> Task to carry out
Locate the line bearing "Configuration validation errors" in the material below, then reproduce it and each following line up to and including the line bearing "fn fmt(&self, f: &mut".

::: Recorded information

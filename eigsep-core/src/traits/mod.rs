//! Seams between the control logic and the outside world
//!
//! Motor boards, the sample stream and range persistence are all reached
//! through these traits.

pub mod motor;
pub mod sample;
pub mod store;

pub use motor::{MotorBackend, MotorDriver, ReverseOutcome, SpeedLimits};
pub use sample::{SampleError, SampleSource};
pub use store::RangeStore;
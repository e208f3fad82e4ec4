//! Calibrated potentiometer voltage ranges
//!
//! Written by the calibration procedure, loaded once at start-up and
//! read-only for the rest of the session.

use core::fmt;

use crate::axis::{Axis, PerAxis};

#[cfg(feature = "serde")]
use serde::{Deserialize, Serialize};

/// Configuration validation errors
#[derive(Debug, Clone, Copy, PartialEq, Eq)]
#[cfg_attr(feature = "defmt", derive(defmt::Format))]
pub enum ConfigError {
    /// Range minimum is not below its maximum
    EmptyRange(Axis),
    /// A value must be finite and positive
    InvalidValue(&'static str),
}

impl fmt::Display for ConfigError {
    fn fmt(&self, f: &mut fmt::Formatter<'_>) -> fmt::Result {
        match self {
            ConfigError::EmptyRange(axis) => {
                write!(f, "voltage range for {} must have min < max", axis)
            }
            ConfigError::InvalidValue(name) => write!(f, "invalid value for `{}`", name),
        }
    }
}

impl core::error::Error for ConfigError {}

/// Voltage span of one potentiometer between its end stops
#[derive(Debug, Clone, Copy, PartialEq)]
#[cfg_attr(feature = "defmt", derive(defmt::Format))]
#[cfg_attr(feature = "serde", derive(Serialize, Deserialize))]
#[cfg_attr(feature = "serde", serde(try_from = "[f32; 2]", into = "[f32; 2]"))]
pub struct VoltageRange {
    min: f32,
    max: f32,
}

impl VoltageRange {
    /// Create a range, rejecting `min >= max` (and NaN bounds)
    pub fn new(axis: Axis, min: f32, max: f32) -> Result<Self, ConfigError> {
        if min < max {
            Ok(Self { min, max })
        } else {
            Err(ConfigError::EmptyRange(axis))
        }
    }

    pub fn min(&self) -> f32 {
        self.min
    }

    pub fn max(&self) -> f32 {
        self.max
    }

    /// Width of the range in volts
    pub fn span(&self) -> f32 {
        self.max - self.min
    }

    /// Check if a voltage is at or beyond the maximum
    pub fn at_max(&self, volts: f32) -> bool {
        volts >= self.max
    }

    /// Check if a voltage is at or beyond the minimum
    pub fn at_min(&self, volts: f32) -> bool {
        volts <= self.min
    }

    /// Check if a voltage is within `margin` of either end
    pub fn near_end(&self, volts: f32, margin: f32) -> bool {
        volts >= self.max - margin || volts <= self.min + margin
    }

    /// Shrink the range by `delta` at both ends
    ///
    /// Used by calibration to keep the soft limits clear of the hard stops.
    pub fn shrink(&self, axis: Axis, delta: f32) -> Result<Self, ConfigError> {
        Self::new(axis, self.min + delta, self.max - delta)
    }
}

impl TryFrom<[f32; 2]> for VoltageRange {
    type Error = ConfigError;

    fn try_from([min, max]: [f32; 2]) -> Result<Self, Self::Error> {
        // The axis is not known here; callers validate through AxisRanges
        if min < max {
            Ok(Self { min, max })
        } else {
            Err(ConfigError::InvalidValue("volt_range"))
        }
    }
}

impl From<VoltageRange> for [f32; 2] {
    fn from(range: VoltageRange) -> Self {
        [range.min, range.max]
    }
}

/// Calibrated voltage range for each axis
pub type AxisRanges = PerAxis<VoltageRange>;

/// Default ranges before calibration
///
/// Centre of the pot is ~1.2 V and one turn is ~0.5 V.
pub const DEFAULT_RANGE: VoltageRange = VoltageRange { min: 0.7, max: 1.7 };

impl Default for VoltageRange {
    fn default() -> Self {
        DEFAULT_RANGE
    }
}

#[cfg(test)]
mod tests {
    use super::*;

    #[test]
    fn test_rejects_empty_range() {
        assert_eq!(
            VoltageRange::new(Axis::Az, 1.5, 1.5),
            Err(ConfigError::EmptyRange(Axis::Az))
        );
        assert_eq!(
            VoltageRange::new(Axis::Alt, 2.0, 1.0),
            Err(ConfigError::EmptyRange(Axis::Alt))
        );
        assert!(VoltageRange::new(Axis::Az, f32::NAN, 1.0).is_err());
        assert!(VoltageRange::try_from([2.0, 1.0]).is_err());
    }

    #[test]
    fn test_limits() {
        let range = VoltageRange::new(Axis::Az, 0.5, 2.5).unwrap();
        assert!(range.at_max(2.5));
        assert!(!range.at_max(2.49));
        assert!(range.at_min(0.4));
        assert!(range.near_end(2.45, 0.1));
        assert!(range.near_end(0.55, 0.1));
        assert!(!range.near_end(1.5, 0.1));
    }

    #[test]
    fn test_shrink() {
        let range = VoltageRange::new(Axis::Alt, 0.5, 2.5).unwrap();
        let shrunk = range.shrink(Axis::Alt, 0.1).unwrap();
        assert!((shrunk.min() - 0.6).abs() < 1e-6);
        assert!((shrunk.max() - 2.4).abs() < 1e-6);

        // shrinking past the middle empties the range
        assert_eq!(
            range.shrink(Axis::Alt, 1.5),
            Err(ConfigError::EmptyRange(Axis::Alt))
        );
    }
}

::::::

> Reply
/// Configuration validation errors
#[derive(Debug, Clone, Copy, PartialEq, Eq)]
#[cfg_attr(feature = "defmt", derive(defmt::Format))]
pub enum ConfigError {
    /// Range minimum is not below its maximum
    EmptyRange(Axis),
    /// A value must be finite and positive
    InvalidValue(&'static str),
}

impl fmt::Display for ConfigError {
    fn fmt(&self, f: &mut fmt::Formatter<'_>) -> fmt::Result {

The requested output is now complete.